Resistance has also focused on the mode of action chosen by Anne Soupa: “in a Catholic regime, one does not run for office: one is called!” But since Mary of Magdala and the women deacons greeted by Paul in his letters, who is there to call women in the Catholic Church?

We have been waiting for 2,000 years, while God continues tirelessly to call some of us. Let us remember Samuel: three times he answers, “Here I am!” to the wrong person, before he realises that it is not human beings who are calling him, but God.

Our approach is not “claiming a position” but “answering a call”. The obstacle to opening these ministries and offices to women, and more broadly to non-ordained men and women, is neither theological nor spiritual: it is political and cultural.

Long and painful have been the decades during which baptised Catholic women have politely asked for real equality within their Church. They are not received; hardly listened to. We are being asked to be satisfied with a new commission on the women’s diaconate, while the previous one failed in 2016 and even its own members do not believe in a favorable outcome. And still we are being asked to be patient.

But today, faced with the urgency of our Church’s situation, we have no choice but to tackle these obstacles.

And this is no small task: the silencing of women for centuries by the Church still persists in a subtle way. Many of the women we have met do not dare to apply for membership for fear of losing their teaching jobs in Catholic institutions or of being marginalised in their parish and diocesan activities. Others, despite an inner call, are afraid to take the leap in the absence of a role model. Finally, others are saddened by the lack of attractiveness of the ministries, would like new ways of carrying out these services and are reduced to reinventing practices on the margins of the Church.

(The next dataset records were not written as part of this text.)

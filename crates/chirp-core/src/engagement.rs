use std::sync::Arc;

use chirp_db::{Database, content, graph, is_unique_violation};
use chirp_types::{MediaId, TweetId, UserId};
use chrono::Utc;
use tracing::{debug, info, warn};

use crate::config::ServiceConfig;
use crate::error::{CoreError, CoreResult};
use crate::media_store::{MediaStore, discard_files};
use crate::retry::with_retry;

#[derive(Debug, Clone, Copy, PartialEq, Eq)]
enum LikeOutcome {
    Liked,
    AlreadyLiked,
    OwnTweet,
}

/// Tweet lifecycle, media uploads and likes.
#[derive(Clone)]
pub struct EngagementService {
    db: Arc<Database>,
    media: Arc<dyn MediaStore>,
    config: ServiceConfig,
}

impl EngagementService {
    pub fn new(db: Arc<Database>, media: Arc<dyn MediaStore>, config: ServiceConfig) -> Self {
        Self { db, media, config }
    }

    /// Idempotent: liking twice, or liking your own tweet, succeeds without
    /// changing anything.
    pub fn like_tweet(&self, actor: UserId, tweet: TweetId) -> CoreResult<()> {
        let outcome = with_retry(self.config.retry_attempts, "like_tweet", || {
            self.db.write(|conn| {
                let row = content::get_tweet(conn, tweet)?.ok_or(CoreError::TweetNotFound)?;
                if row.author_id == actor {
                    return Ok(LikeOutcome::OwnTweet);
                }
                if content::has_like(conn, actor, tweet)? {
                    return Ok(LikeOutcome::AlreadyLiked);
                }
                match content::insert_like(conn, actor, tweet, Utc::now()) {
                    Ok(_) => {}
                    // Lost a race against another writer for the same pair.
                    Err(e) if is_unique_violation(&e) => return Ok(LikeOutcome::AlreadyLiked),
                    Err(e) => return Err(e.into()),
                }
                content::adjust_like_count(conn, tweet, 1)?;
                Ok(LikeOutcome::Liked)
            })
        })?;

        match outcome {
            LikeOutcome::Liked => info!(user = %actor, tweet = %tweet, "Tweet liked"),
            other => debug!(user = %actor, tweet = %tweet, ?other, "Like ignored"),
        }
        Ok(())
    }

    pub fn unlike_tweet(&self, actor: UserId, tweet: TweetId) -> CoreResult<()> {
        with_retry(self.config.retry_attempts, "unlike_tweet", || {
            self.db.write(|conn| {
                if !content::delete_like(conn, actor, tweet)? {
                    return Err(CoreError::LikeNotFound);
                }
                content::adjust_like_count(conn, tweet, -1)?;
                Ok(())
            })
        })?;

        info!(user = %actor, tweet = %tweet, "Tweet unliked");
        Ok(())
    }

    /// Creates the tweet and attaches previously uploaded media in one
    /// transaction. Repeated media ids are attached once.
    pub fn create_tweet(
        &self,
        actor: UserId,
        text: &str,
        media_ids: &[MediaId],
    ) -> CoreResult<TweetId> {
        self.validate_content(text)?;

        let mut unique_media = Vec::with_capacity(media_ids.len());
        for id in media_ids {
            if !unique_media.contains(id) {
                unique_media.push(*id);
            }
        }

        let id = with_retry(self.config.retry_attempts, "create_tweet", || {
            self.db.write(|conn| {
                if !graph::user_exists(conn, actor)? {
                    return Err(CoreError::UserNotFound);
                }
                for media in &unique_media {
                    if !content::media_available(conn, *media)? {
                        return Err(CoreError::MediaNotFound(*media));
                    }
                }
                let id = content::insert_tweet(conn, actor, text, Utc::now())?;
                for media in &unique_media {
                    content::attach_media(conn, id, *media)?;
                }
                Ok(id)
            })
        })?;

        info!(author = %actor, tweet = %id, media = unique_media.len(), "Tweet created");
        Ok(id)
    }

    /// Deletes the tweet (likes and media links cascade), then removes the
    /// files of media no other tweet uses. Those media are marked discarded
    /// in the same transaction and cannot be attached again. File removal
    /// failures are logged and never undo the deletion.
    pub fn delete_tweet(&self, actor: UserId, tweet: TweetId) -> CoreResult<()> {
        let orphaned = with_retry(self.config.retry_attempts, "delete_tweet", || {
            self.db.write(|conn| {
                let row = content::get_tweet(conn, tweet)?.ok_or(CoreError::TweetNotFound)?;
                if row.author_id != actor {
                    return Err(CoreError::Forbidden);
                }
                let paths = content::discard_exclusive_media(conn, tweet)?;
                content::delete_tweet(conn, tweet)?;
                Ok(paths)
            })
        })?;

        info!(author = %actor, tweet = %tweet, files = orphaned.len(), "Tweet deleted");
        discard_files(self.media.as_ref(), &orphaned);
        Ok(())
    }

    /// Stores the file and records it as media that tweets can reference.
    pub fn upload_media(
        &self,
        filename: &str,
        mime_type: Option<&str>,
        bytes: &[u8],
    ) -> CoreResult<MediaId> {
        if bytes.is_empty() {
            return Err(CoreError::Validation("uploaded file is empty".into()));
        }
        if bytes.len() > self.config.max_media_bytes {
            return Err(CoreError::Validation(format!(
                "uploaded file exceeds {} bytes",
                self.config.max_media_bytes
            )));
        }

        let storage_path = self.media.save(bytes, filename).map_err(CoreError::Media)?;
        let filename = if filename.trim().is_empty() { storage_path.as_str() } else { filename };

        let inserted = with_retry(self.config.retry_attempts, "upload_media", || {
            self.db.write(|conn| {
                content::insert_media(conn, filename, &storage_path, mime_type, Utc::now())
                    .map_err(CoreError::from)
            })
        });

        match inserted {
            Ok(id) => {
                info!(media = %id, path = %storage_path, "Media uploaded");
                Ok(id)
            }
            Err(e) => {
                warn!("Media row insert failed, removing {}: {}", storage_path, e);
                discard_files(self.media.as_ref(), std::slice::from_ref(&storage_path));
                Err(e)
            }
        }
    }

    fn validate_content(&self, text: &str) -> CoreResult<()> {
        if text.trim().is_empty() {
            return Err(CoreError::Validation("tweet content must not be empty".into()));
        }
        let len = text.chars().count();
        if len > self.config.max_tweet_length {
            return Err(CoreError::Validation(format!(
                "tweet content is {} characters, the limit is {}",
                len, self.config.max_tweet_length
            )));
        }
        Ok(())
    }
}

#[cfg(test)]
mod tests {
    use super::*;
    use crate::testing::{RecordingStore, services, services_with};

    fn like_count(svc: &crate::Services, tweet: TweetId) -> i64 {
        svc.feed
            .global_feed()
            .unwrap()
            .into_iter()
            .find(|e| e.id == tweet)
            .map(|e| e.like_count)
            .unwrap()
    }

    #[test]
    fn like_counts_track_distinct_likers() {
        let (svc, _) = services();
        let author = svc.accounts.register("author", "k0").unwrap();
        let tweet = svc.engagement.create_tweet(author, "hello", &[]).unwrap();

        let fans: Vec<UserId> = (1..=4)
            .map(|i| svc.accounts.register(&format!("fan{i}"), &format!("k{i}")).unwrap())
            .collect();
        for fan in &fans {
            svc.engagement.like_tweet(*fan, tweet).unwrap();
        }
        assert_eq!(like_count(&svc, tweet), 4);

        svc.engagement.unlike_tweet(fans[0], tweet).unwrap();
        assert_eq!(like_count(&svc, tweet), 3);
    }

    #[test]
    fn like_is_idempotent() {
        let (svc, _) = services();
        let a = svc.accounts.register("a", "ka").unwrap();
        let b = svc.accounts.register("b", "kb").unwrap();
        let tweet = svc.engagement.create_tweet(a, "x", &[]).unwrap();

        svc.engagement.like_tweet(b, tweet).unwrap();
        svc.engagement.like_tweet(b, tweet).unwrap();
        assert_eq!(like_count(&svc, tweet), 1);
    }

    #[test]
    fn liking_own_tweet_is_a_no_op() {
        let (svc, _) = services();
        let a = svc.accounts.register("a", "ka").unwrap();
        let tweet = svc.engagement.create_tweet(a, "x", &[]).unwrap();

        svc.engagement.like_tweet(a, tweet).unwrap();
        assert_eq!(like_count(&svc, tweet), 0);
    }

    #[test]
    fn like_missing_tweet() {
        let (svc, _) = services();
        let a = svc.accounts.register("a", "ka").unwrap();
        assert!(matches!(
            svc.engagement.like_tweet(a, TweetId(42)),
            Err(CoreError::TweetNotFound)
        ));
    }

    #[test]
    fn unlike_without_like() {
        let (svc, _) = services();
        let a = svc.accounts.register("a", "ka").unwrap();
        let b = svc.accounts.register("b", "kb").unwrap();
        let tweet = svc.engagement.create_tweet(a, "x", &[]).unwrap();

        assert!(matches!(
            svc.engagement.unlike_tweet(b, tweet),
            Err(CoreError::LikeNotFound)
        ));
        assert_eq!(like_count(&svc, tweet), 0);
    }

    #[test]
    fn content_bounds() {
        let (svc, _) = services();
        let a = svc.accounts.register("a", "ka").unwrap();

        assert!(matches!(
            svc.engagement.create_tweet(a, "   ", &[]),
            Err(CoreError::Validation(_))
        ));
        let long = "é".repeat(281);
        assert!(matches!(
            svc.engagement.create_tweet(a, &long, &[]),
            Err(CoreError::Validation(_))
        ));
        // Counted in characters, not bytes.
        svc.engagement.create_tweet(a, &"é".repeat(280), &[]).unwrap();
    }

    #[test]
    fn unknown_media_aborts_whole_tweet() {
        let (svc, _) = services();
        let a = svc.accounts.register("a", "ka").unwrap();
        let m = svc.engagement.upload_media("cat.jpg", Some("image/jpeg"), b"meow").unwrap();

        let err = svc.engagement.create_tweet(a, "pic", &[m, MediaId(999)]).unwrap_err();
        assert!(matches!(err, CoreError::MediaNotFound(MediaId(999))));
        assert!(svc.feed.global_feed().unwrap().is_empty());
    }

    #[test]
    fn duplicate_media_ids_attach_once() {
        let (svc, _) = services();
        let a = svc.accounts.register("a", "ka").unwrap();
        let m = svc.engagement.upload_media("cat.jpg", None, b"meow").unwrap();

        svc.engagement.create_tweet(a, "pic", &[m, m]).unwrap();
        let feed = svc.feed.global_feed().unwrap();
        assert_eq!(feed[0].attachments.len(), 1);
    }

    #[test]
    fn non_author_cannot_delete() {
        let (svc, store) = services();
        let a = svc.accounts.register("a", "ka").unwrap();
        let b = svc.accounts.register("b", "kb").unwrap();
        let m = svc.engagement.upload_media("cat.jpg", None, b"meow").unwrap();
        let tweet = svc.engagement.create_tweet(a, "mine", &[m]).unwrap();
        svc.engagement.like_tweet(b, tweet).unwrap();

        assert!(matches!(
            svc.engagement.delete_tweet(b, tweet),
            Err(CoreError::Forbidden)
        ));

        let feed = svc.feed.global_feed().unwrap();
        assert_eq!(feed.len(), 1);
        assert_eq!(feed[0].like_count, 1);
        assert_eq!(feed[0].likes.len(), 1);
        assert_eq!(feed[0].attachments.len(), 1);
        assert!(store.deleted.lock().unwrap().is_empty());
    }

    #[test]
    fn delete_removes_only_exclusive_media_files() {
        let (svc, store) = services();
        let a = svc.accounts.register("a", "ka").unwrap();
        let own = svc.engagement.upload_media("own.png", None, b"1").unwrap();
        let shared = svc.engagement.upload_media("shared.png", None, b"2").unwrap();
        let first = svc.engagement.create_tweet(a, "first", &[own, shared]).unwrap();
        svc.engagement.create_tweet(a, "second", &[shared]).unwrap();

        svc.engagement.delete_tweet(a, first).unwrap();

        let deleted = store.deleted.lock().unwrap().clone();
        assert_eq!(deleted, vec!["0-own.png".to_string()]);
        let feed = svc.feed.global_feed().unwrap();
        assert_eq!(feed.len(), 1);
        assert_eq!(feed[0].attachments, vec!["1-shared.png".to_string()]);
    }

    #[test]
    fn media_of_deleted_tweet_cannot_be_reattached() {
        let (svc, store) = services();
        let a = svc.accounts.register("a", "ka").unwrap();
        let b = svc.accounts.register("b", "kb").unwrap();
        let m = svc.engagement.upload_media("cat.jpg", None, b"meow").unwrap();
        let tweet = svc.engagement.create_tweet(a, "pic", &[m]).unwrap();

        svc.engagement.delete_tweet(a, tweet).unwrap();
        assert_eq!(store.deleted.lock().unwrap().len(), 1);

        assert!(matches!(
            svc.engagement.create_tweet(b, "reuse", &[m]),
            Err(CoreError::MediaNotFound(id)) if id == m
        ));
        assert!(svc.feed.global_feed().unwrap().is_empty());
    }

    #[test]
    fn media_store_failure_does_not_fail_delete() {
        let store = std::sync::Arc::new(RecordingStore {
            fail_deletes: true,
            ..Default::default()
        });
        let svc = services_with(store, ServiceConfig::default());
        let a = svc.accounts.register("a", "ka").unwrap();
        let m = svc.engagement.upload_media("cat.jpg", None, b"meow").unwrap();
        let tweet = svc.engagement.create_tweet(a, "pic", &[m]).unwrap();

        svc.engagement.delete_tweet(a, tweet).unwrap();
        assert!(svc.feed.global_feed().unwrap().is_empty());
    }

    #[test]
    fn delete_missing_tweet() {
        let (svc, _) = services();
        let a = svc.accounts.register("a", "ka").unwrap();
        assert!(matches!(
            svc.engagement.delete_tweet(a, TweetId(5)),
            Err(CoreError::TweetNotFound)
        ));
    }

    #[test]
    fn upload_validation_and_store_errors() {
        let config = ServiceConfig {
            max_media_bytes: 4,
            ..Default::default()
        };
        let svc = services_with(std::sync::Arc::new(RecordingStore::default()), config.clone());
        assert!(matches!(
            svc.engagement.upload_media("a.bin", None, b""),
            Err(CoreError::Validation(_))
        ));
        assert!(matches!(
            svc.engagement.upload_media("a.bin", None, b"12345"),
            Err(CoreError::Validation(_))
        ));

        let failing = std::sync::Arc::new(RecordingStore {
            fail_saves: true,
            ..Default::default()
        });
        let svc = services_with(failing, config);
        assert!(matches!(
            svc.engagement.upload_media("a.bin", None, b"1"),
            Err(CoreError::Media(_))
        ));
    }
}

The multiple of pitfalls facing women reveals profound challenges for the Church: breaking out of the clerical-lay divide; an excessively vertical and non-transparent governance structure; the confusion between power, the sacred and the masculine; the coupling between priestly functions and functions exercised in decision-making bodies; and discrimination against people because of, amongst other things, their gender.

We are aware that, although the stakes are high, the profiles of the 7 candidates of 22 July 2020 do not yet reflect the plurality of the women who make up the Church, despite our efforts to make that happen. This lack is the result of structural injustices, both social and ecclesial. Though we repent of it and want this to change in the future, we want to affirm today that we are sisters in Christ to all the baptised, whatever their origin, their marital status, their gender identity, their sexual orientation or their profession.

We exhort women who feel, in one way or another, challenged by this impulse to dare to imagine something else for the Church and to act. In complete freedom, let them dare to address, for example, a terna to the Nuncio for dioceses whose episcopal see is vacant; to propose candidates for the cardinalate; or to suggest other actions that would make it possible to associate the People of God with the appointment of its clergy.

If, not surprisingly, the ecclesiastical institution did not consider it useful to give an official response to Anne Soupa’s candidacy, we know that perseverance in faith and action will bear fruit in places we do not yet dare to hope for.